# Grey Grille



## olivarrr (Feb 1, 2012)

Hi Guys,

Picking my TT up tomorrow, and it's all been valeted for me which is grand. However, I noticed that the front grille where the Audi badge is, has gone a funky shade of grey rather than black, i'm guessing it's down to the sun bleaching it.

I've got some Back To Black stuff I probably bought for £2 about 6 years ago, will that do? Or do you guys recommend something else? I've got no problem spending money on good products if that's what it takes!

Cheers
Oliver


----------



## Saffy (Oct 28, 2008)

Peanut butter smooth works well apparently something to do with the oil in the nuts


----------



## sussexbythesea (Apr 12, 2012)

Mine was grey too. Black in a Flash (same as B2B) works for me. A good smoothering wiped over with a cloth after.

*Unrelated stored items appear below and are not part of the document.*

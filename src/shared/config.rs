use crate::shared::errors::{AppError, AppResult};
use std::env;
use std::time::Duration;

const DEFAULT_TMDB_BASE_URL: &str = "https://api.themoviedb.org/3";
const DEFAULT_OPENAI_BASE_URL: &str = "https://api.openai.com/v1";
const DEFAULT_OPENAI_MODEL: &str = "gpt-5-nano";
const DEFAULT_JOB_TIMEOUT_SECS: u64 = 120;
const DEFAULT_WORKER_POLL_SECS: u64 = 5;

/// Runtime configuration, read once at startup from the environment
/// (`.env` is loaded first via dotenvy).
#[derive(Debug, Clone)]
pub struct Config {
    pub database_url: String,
    pub tmdb_api_key: String,
    pub tmdb_base_url: String,
    pub openai_api_key: String,
    pub openai_base_url: String,
    pub openai_model: String,
    /// Maximum wall-clock duration for a single recommendation job.
    pub job_timeout: Duration,
    /// Idle sleep between queue polls.
    pub worker_poll_interval: Duration,
}

impl Config {
    pub fn from_env() -> AppResult<Self> {
        Ok(Self {
            database_url: required_var("DATABASE_URL")?,
            tmdb_api_key: required_var("TMDB_API_KEY")?,
            tmdb_base_url: env::var("TMDB_BASE_URL")
                .unwrap_or_else(|_| DEFAULT_TMDB_BASE_URL.to_string()),
            openai_api_key: required_var("OPENAI_API_KEY")?,
            openai_base_url: env::var("OPENAI_BASE_URL")
                .unwrap_or_else(|_| DEFAULT_OPENAI_BASE_URL.to_string()),
            openai_model: env::var("OPENAI_MODEL")
                .unwrap_or_else(|_| DEFAULT_OPENAI_MODEL.to_string()),
            job_timeout: duration_var("JOB_TIMEOUT_SECS", DEFAULT_JOB_TIMEOUT_SECS)?,
            worker_poll_interval: duration_var("WORKER_POLL_SECS", DEFAULT_WORKER_POLL_SECS)?,
        })
    }
}

fn required_var(name: &str) -> AppResult<String> {
    let value = env::var(name)
        .map_err(|_| AppError::InvalidInput(format!("{} environment variable not found", name)))?;
    if value.trim().is_empty() {
        return Err(AppError::InvalidInput(format!("{} must not be empty", name)));
    }
    Ok(value)
}

fn duration_var(name: &str, default_secs: u64) -> AppResult<Duration> {
    match env::var(name) {
        Ok(raw) => {
            let secs: u64 = raw.parse().map_err(|_| {
                AppError::InvalidInput(format!("{} must be a positive integer, got '{}'", name, raw))
            })?;
            if secs == 0 {
                return Err(AppError::InvalidInput(format!("{} must be at least 1", name)));
            }
            Ok(Duration::from_secs(secs))
        }
        Err(_) => Ok(Duration::from_secs(default_secs)),
    }
}

#[cfg(test)]
mod tests {
    use super::*;

    #[test]
    fn duration_var_uses_default_when_unset() {
        let d = duration_var("CINEREC_TEST_UNSET_DURATION", 42).unwrap();
        assert_eq!(d, Duration::from_secs(42));
    }

    #[test]
    fn required_var_rejects_missing() {
        let err = required_var("CINEREC_TEST_UNSET_REQUIRED").unwrap_err();
        assert!(matches!(err, AppError::InvalidInput(_)));
    }
}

Seems to do the job for now  
Peter


----------



## L0z (Sep 8, 2011)

I just removed all of the grills, gave them a couple of coats of matte black rattle can from Halfords, did the job and it looks much better than back to black!


----------



## brittan (May 18, 2007)

Some models of TT had a grey grill rather than a black one. What model/year do you have?


----------



## olivarrr (Feb 1, 2012)

It's a 2003 52 plate 1.8T 225 with the updated grille (4 bar)


----------



## RugbyTT (Jun 16, 2012)

had the same problem, Used autoglym bumper care and it has came up lovely!


----------



## YELLOW_TT (Feb 25, 2004)

olivarrr said:


> It's a 2003 52 plate 1.8T 225 with the updated grille (4 bar)

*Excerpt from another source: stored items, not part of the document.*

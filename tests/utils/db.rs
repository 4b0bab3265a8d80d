/// Database test utilities with singleton pattern
///
/// Provides thread-safe access to the test database with proper isolation.
/// Requires TEST_DATABASE_URL; pending migrations run once at pool creation.
use diesel::prelude::*;
use diesel::r2d2::{ConnectionManager, Pool};
use diesel_migrations::{embed_migrations, EmbeddedMigrations, MigrationHarness};
use std::sync::{Arc, Mutex, OnceLock};

type PgPool = Pool<ConnectionManager<PgConnection>>;

const MIGRATIONS: EmbeddedMigrations = embed_migrations!("migrations");

static DB_POOL: OnceLock<Arc<PgPool>> = OnceLock::new();

/// Get or create singleton database pool for tests
pub fn get_test_db_pool() -> Arc<PgPool> {
    DB_POOL
        .get_or_init(|| {
            dotenvy::dotenv().ok();
            let test_db_url = std::env::var("TEST_DATABASE_URL")
                .expect("TEST_DATABASE_URL must be set in .env for tests");

            let manager = ConnectionManager::<PgConnection>::new(test_db_url);
            let pool = Pool::builder()
                .max_size(10)
                .build(manager)
                .expect("Failed to create test database pool");

            let mut conn = pool.get().expect("Failed to get DB connection");
            conn.run_pending_migrations(MIGRATIONS)
                .expect("Failed to run test migrations");

            Arc::new(pool)
        })
        .clone()
}

/// Clean all test tables - use at the start of each test
pub fn clean_test_db() {
    let pool = get_test_db_pool();
    let mut conn = pool.get().expect("Failed to get DB connection");

    diesel::sql_query(
        "TRUNCATE TABLE queue_status, recommendation_jobs, recommendation_generations, \
         recommendations, favorite_movies, movie_genres, genres, movies \
         RESTART IDENTITY CASCADE",
    )
    .execute(&mut conn)
    .expect("Failed to clean test tables");
}

/// Global test mutex for serialization
static TEST_LOCK: Mutex<()> = Mutex::new(());

/// Acquire test lock to ensure tests run serially
/// Returns a guard that releases the lock when dropped
pub fn acquire_test_lock() -> std::sync::MutexGuard<'static, ()> {
    match TEST_LOCK.lock() {
        Ok(guard) => guard,
        Err(poisoned) => poisoned.into_inner(),
    }
}
/// Favorite service
///
/// Applies the favorite mutation, then enqueues one recalculation job and
/// creates its queue status record. The mutation commits even if a later
/// duplicate enqueue happens; redundant recalculation is harmless because
/// the replace step keeps only the freshest result.
use crate::modules::favorites::domain::entities::FavoriteMovie;
use crate::modules::favorites::domain::repository::FavoriteRepository;
use crate::modules::jobs::domain::entities::{EnqueueOptions, Job, JobRecord};
use crate::modules::jobs::domain::repository::JobRepository;
use crate::modules::jobs::domain::status::QueueStatusRepository;
use crate::{log_debug, log_info};
use crate::shared::errors::AppResult;
use std::sync::Arc;
use uuid::Uuid;

pub struct FavoriteService {
    favorites: Arc<dyn FavoriteRepository>,
    jobs: Arc<dyn JobRepository>,
    statuses: Arc<dyn QueueStatusRepository>,
    enqueue_options: EnqueueOptions,
}

impl FavoriteService {
    pub fn new(
        favorites: Arc<dyn FavoriteRepository>,
        jobs: Arc<dyn JobRepository>,
        statuses: Arc<dyn QueueStatusRepository>,
    ) -> Self {
        Self {
            favorites,
            jobs,
            statuses,
            enqueue_options: EnqueueOptions::default(),
        }
    }

    pub fn with_enqueue_options(mut self, options: EnqueueOptions) -> Self {
        self.enqueue_options = options;
        self
    }

    pub async fn add_favorite(&self, user_id: i32, movie_id: Uuid) -> AppResult<FavoriteMovie> {
        let favorite = self.favorites.add(user_id, movie_id).await?;
        log_info!("User {} favorited movie {}", user_id, movie_id);

        self.enqueue_recalculation(user_id).await?;
        Ok(favorite)
    }

    pub async fn remove_favorite(&self, user_id: i32, movie_id: Uuid) -> AppResult<bool> {
        let removed = self.favorites.remove(user_id, movie_id).await?;
        log_info!(
            "User {} unfavorited movie {} (existed: {})",
            user_id,
            movie_id,
            removed
        );

        self.enqueue_recalculation(user_id).await?;
        Ok(removed)
    }

    /// Enqueue one recalculation job and mirror it in the status tracker.
    pub async fn enqueue_recalculation(&self, user_id: i32) -> AppResult<JobRecord> {
        let job = Job::recalculate_recommendations(user_id, self.enqueue_options);
        let record = self.jobs.enqueue(job).await?;
        self.statuses.create(record.id, user_id).await?;

        log_debug!(
            "Enqueued recalculation job {} for user {}",
            record.id,
            user_id
        );

        Ok(record)
    }
}

#[cfg(test)]
mod tests {
    use super::*;
    use crate::modules::favorites::domain::repository::MockFavoriteRepository;
    use crate::modules::jobs::domain::repository::MockJobRepository;
    use crate::modules::jobs::domain::status::{MockQueueStatusRepository, QueuePhase, QueueStatusRecord};
    use crate::modules::jobs::domain::entities::RECALCULATE_RECOMMENDATIONS;
    use chrono::Utc;

    fn job_record_for(job: &Job) -> JobRecord {
        JobRecord {
            id: Uuid::new_v4(),
            job_name: job.job_name.clone(),
            payload: job.payload.clone(),
            status: "pending".to_string(),
            attempts: 0,
            max_attempts: job.max_attempts,
            backoff_kind: job.backoff.kind.to_string(),
            backoff_delay_ms: job.backoff.delay.as_millis() as i32,
            run_at: Utc::now(),
            created_at: Utc::now(),
            started_at: None,
            completed_at: None,
            error: None,
        }
    }

    #[tokio::test]
    async fn add_favorite_enqueues_one_job_with_status_record() {
        let user_id = 7;
        let movie_id = Uuid::new_v4();

        let mut favorites = MockFavoriteRepository::new();
        favorites.expect_add().times(1).returning(|user_id, movie_id| {
            Ok(FavoriteMovie {
                id: Uuid::new_v4(),
                user_id,
                movie_id,
                created_at: Utc::now(),
            })
        });

        let mut jobs = MockJobRepository::new();
        jobs.expect_enqueue()
            .times(1)
            .withf(|job| job.job_name == RECALCULATE_RECOMMENDATIONS)
            .returning(|job| Ok(job_record_for(&job)));

        let mut statuses = MockQueueStatusRepository::new();
        statuses
            .expect_create()
            .times(1)
            .withf(move |_, uid| *uid == user_id)
            .returning(|job_id, user_id| {
                Ok(QueueStatusRecord {
                    id: Uuid::new_v4(),
                    job_id,
                    user_id,
                    status: QueuePhase::Queued,
                    processing_time_secs: 0,
                    created_at: Utc::now(),
                    updated_at: Utc::now(),
                })
            });

        let service = FavoriteService::new(
            Arc::new(favorites),
            Arc::new(jobs),
            Arc::new(statuses),
        );

        let favorite = service.add_favorite(user_id, movie_id).await.unwrap();
        assert_eq!(favorite.user_id, user_id);
    }

    #[tokio::test]
    async fn remove_favorite_enqueues_even_when_row_missing() {
        let mut favorites = MockFavoriteRepository::new();
        favorites.expect_remove().times(1).returning(|_, _| Ok(false));

        let mut jobs = MockJobRepository::new();
        jobs.expect_enqueue()
            .times(1)
            .returning(|job| Ok(job_record_for(&job)));

        let mut statuses = MockQueueStatusRepository::new();
        statuses.expect_create().times(1).returning(|job_id, user_id| {
            Ok(QueueStatusRecord {
                id: Uuid::new_v4(),
                job_id,
                user_id,
                status: QueuePhase::Queued,
                processing_time_secs: 0,
                created_at: Utc::now(),
                updated_at: Utc::now(),
            })
        });

        let service = FavoriteService::new(
            Arc::new(favorites),
            Arc::new(jobs),
            Arc::new(statuses),
        );

        let removed = service.remove_favorite(3, Uuid::new_v4()).await.unwrap();
        assert!(!removed);
    }
}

I think you mean 3 bar grill


----------



## olivarrr (Feb 1, 2012)

YELLOW_TT said:


> olivarrr said:
> 
> 
> > It's a 2003 52 plate 1.8T 225 with the updated grille (4 bar)
> ...


That's the one! :lol:


----------



## Elite0777 (Jun 12, 2012)

Try meguairs trim detailer with a 1" paint brush to apply. Brought my grille from grey to as new condition.


----------